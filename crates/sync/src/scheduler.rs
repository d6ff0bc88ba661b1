//! Upload scheduling: drives every pending fingerprint to `Acked`.
//!
//! Tasks run concurrently over the single multiplexed connection;
//! per-chunk acknowledgements are correlated by the connection layer, so
//! chunk frames from different files interleave freely on the wire.

use std::path::PathBuf;
use std::sync::{Arc, Mutex};

use tokio::sync::mpsc;
use tokio::task::JoinSet;
use tokio_util::sync::CancellationToken;
use tracing::{debug, warn};

use stratus_indexer::Manifest;
use stratus_protocol::messages::{ChunkAckResponse, ChunkUploadHeader};
use stratus_transfer::ChunkReader;

use crate::error::SyncError;
use crate::remote::RemoteConnection;
use crate::types::{PendingSet, SyncEvent, SyncOptions, TaskState, TransferTask};

/// Shared task registry; the scheduler is the only writer.
pub(crate) type TaskRegistry = Arc<Mutex<Vec<TransferTask>>>;

/// One task per pending fingerprint, in pending-set order.
pub(crate) fn build_tasks(manifest: &Manifest, pending: &PendingSet) -> TaskRegistry {
    let tasks = pending
        .checksums()
        .iter()
        .filter_map(|checksum| manifest.entry_for_checksum(checksum))
        .map(|entry| TransferTask {
            checksum: entry.checksum.clone(),
            relative_path: entry.relative_path.clone(),
            total_bytes: entry.size,
            bytes_sent: 0,
            state: TaskState::Queued,
        })
        .collect();
    Arc::new(Mutex::new(tasks))
}

/// Uploads every task in the registry and blocks until all are `Acked`.
///
/// All-or-nothing: the first failure cancels every outstanding task and
/// the error propagates before finalization can run. The whole phase is
/// bounded by `options.sync_timeout`.
pub(crate) async fn upload_pending(
    conn: Arc<dyn RemoteConnection>,
    root: &std::path::Path,
    tasks: TaskRegistry,
    options: &SyncOptions,
    events: mpsc::Sender<SyncEvent>,
    cancel: &CancellationToken,
) -> Result<i64, SyncError> {
    let total_bytes: i64 = {
        let tasks = tasks.lock().map_err(poisoned)?;
        tasks.iter().map(|t| t.total_bytes).sum()
    };

    // Single aggregate guarded by one lock: holding it across the event
    // send keeps observed progress values non-decreasing.
    let transferred = Arc::new(tokio::sync::Mutex::new(0i64));
    let child = cancel.child_token();
    let mut set: JoinSet<Result<(), SyncError>> = JoinSet::new();

    let count = tasks.lock().map_err(poisoned)?.len();
    for idx in 0..count {
        let (checksum, relative_path) = {
            let tasks = tasks.lock().map_err(poisoned)?;
            (tasks[idx].checksum.clone(), tasks[idx].relative_path.clone())
        };
        set.spawn(upload_task(UploadTaskCtx {
            conn: conn.clone(),
            file_path: root.join(&relative_path),
            checksum,
            relative_path,
            idx,
            chunk_size: options.chunk_size,
            tasks: tasks.clone(),
            transferred: transferred.clone(),
            total_bytes,
            events: events.clone(),
            cancel: child.clone(),
        }));
    }

    let drain = async {
        let mut first_err: Option<SyncError> = None;
        while let Some(joined) = set.join_next().await {
            let result = match joined {
                Ok(r) => r,
                Err(e) => Err(SyncError::Transfer {
                    path: "<task>".into(),
                    reason: e.to_string(),
                }),
            };
            if let Err(e) = result {
                child.cancel();
                // Keep the root cause, not the cancellations it triggered.
                let replace = match (&first_err, &e) {
                    (None, _) => true,
                    (Some(SyncError::Cancelled), e) if !matches!(e, SyncError::Cancelled) => true,
                    _ => false,
                };
                if replace {
                    first_err = Some(e);
                }
            }
        }
        first_err
    };

    match tokio::time::timeout(options.sync_timeout, drain).await {
        Ok(None) => {
            let synced = *transferred.lock().await;
            debug!(synced_bytes = synced, tasks = count, "upload phase quiescent");
            Ok(synced)
        }
        Ok(Some(e)) => {
            fail_unacked(&tasks);
            Err(e)
        }
        Err(_) => {
            warn!(timeout = ?options.sync_timeout, "upload phase timed out");
            child.cancel();
            fail_unacked(&tasks);
            Err(SyncError::Timeout {
                operation: "upload".into(),
            })
        }
    }
}

struct UploadTaskCtx {
    conn: Arc<dyn RemoteConnection>,
    file_path: PathBuf,
    checksum: String,
    relative_path: String,
    idx: usize,
    chunk_size: usize,
    tasks: TaskRegistry,
    transferred: Arc<tokio::sync::Mutex<i64>>,
    total_bytes: i64,
    events: mpsc::Sender<SyncEvent>,
    cancel: CancellationToken,
}

/// Streams one file's chunks and waits for each acknowledgement.
async fn upload_task(ctx: UploadTaskCtx) -> Result<(), SyncError> {
    let result = run_upload_task(&ctx).await;
    match &result {
        Ok(()) => set_state(&ctx.tasks, ctx.idx, TaskState::Acked),
        Err(_) => set_state(&ctx.tasks, ctx.idx, TaskState::Failed),
    }
    result
}

async fn run_upload_task(ctx: &UploadTaskCtx) -> Result<(), SyncError> {
    set_state(&ctx.tasks, ctx.idx, TaskState::InFlight);
    let _ = ctx
        .events
        .send(SyncEvent::TaskStarted {
            path: ctx.relative_path.clone(),
            total_bytes: task_size(&ctx.tasks, ctx.idx),
        })
        .await;

    let path = ctx.file_path.clone();
    let chunk_size = ctx.chunk_size;
    let mut reader = tokio::task::spawn_blocking(move || ChunkReader::new(&path, chunk_size))
        .await
        .map_err(|e| transfer_err(&ctx.relative_path, e))??;

    loop {
        if ctx.cancel.is_cancelled() {
            return Err(SyncError::Cancelled);
        }

        let (r, chunk) = tokio::task::spawn_blocking(move || {
            let chunk = reader.next_chunk()?;
            Ok::<_, stratus_transfer::TransferError>((reader, chunk))
        })
        .await
        .map_err(|e| transfer_err(&ctx.relative_path, e))??;
        reader = r;

        let Some(chunk) = chunk else {
            break;
        };

        let header = ChunkUploadHeader {
            checksum: ctx.checksum.clone(),
            path: ctx.relative_path.clone(),
            offset: chunk.offset,
            chunk_checksum: chunk.checksum.clone(),
        };
        let header = serde_json::to_value(&header)?;

        let resp = tokio::select! {
            _ = ctx.cancel.cancelled() => return Err(SyncError::Cancelled),
            resp = ctx.conn.send_binary(header, chunk.data) => resp,
        };
        let resp = resp.map_err(|e| {
            if e.is_contextual() {
                e
            } else {
                transfer_err(&ctx.relative_path, e)
            }
        })?;

        let ack: ChunkAckResponse = resp
            .parse_payload()
            .map_err(|e| transfer_err(&ctx.relative_path, e))?
            .ok_or_else(|| transfer_err(&ctx.relative_path, "empty chunk ack"))?;
        if ack.checksum != ctx.checksum || ack.received < chunk.offset + chunk.size as i64 {
            return Err(transfer_err(&ctx.relative_path, "acknowledgement mismatch"));
        }

        let sent = chunk.size as i64;
        {
            let mut tasks = ctx.tasks.lock().map_err(poisoned)?;
            tasks[ctx.idx].bytes_sent += sent;
        }
        {
            let mut done = ctx.transferred.lock().await;
            *done += sent;
            let _ = ctx
                .events
                .send(SyncEvent::Progress {
                    transferred_bytes: *done,
                    total_bytes: ctx.total_bytes,
                })
                .await;
        }
    }

    let _ = ctx
        .events
        .send(SyncEvent::TaskAcked {
            path: ctx.relative_path.clone(),
        })
        .await;
    Ok(())
}

fn transfer_err(path: &str, reason: impl ToString) -> SyncError {
    SyncError::Transfer {
        path: path.into(),
        reason: reason.to_string(),
    }
}

fn poisoned<T>(_: std::sync::PoisonError<T>) -> SyncError {
    SyncError::Connection("task registry poisoned".into())
}

fn task_size(tasks: &TaskRegistry, idx: usize) -> i64 {
    tasks.lock().map(|t| t[idx].total_bytes).unwrap_or(0)
}

fn set_state(tasks: &TaskRegistry, idx: usize, state: TaskState) {
    if let Ok(mut tasks) = tasks.lock() {
        tasks[idx].state = state;
    }
}

fn fail_unacked(tasks: &TaskRegistry) {
    if let Ok(mut tasks) = tasks.lock() {
        for task in tasks.iter_mut() {
            if task.state != TaskState::Acked {
                task.state = TaskState::Failed;
            }
        }
    }
}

→ Task prompt
Whenever the word "async" turns up in a line of the listing above, copy the line.

→ Exercise solution
pub(crate) async fn upload_pending(
    let drain = async {
async fn upload_task(ctx: UploadTaskCtx) -> Result<(), SyncError> {
async fn run_upload_task(ctx: &UploadTaskCtx) -> Result<(), SyncError> {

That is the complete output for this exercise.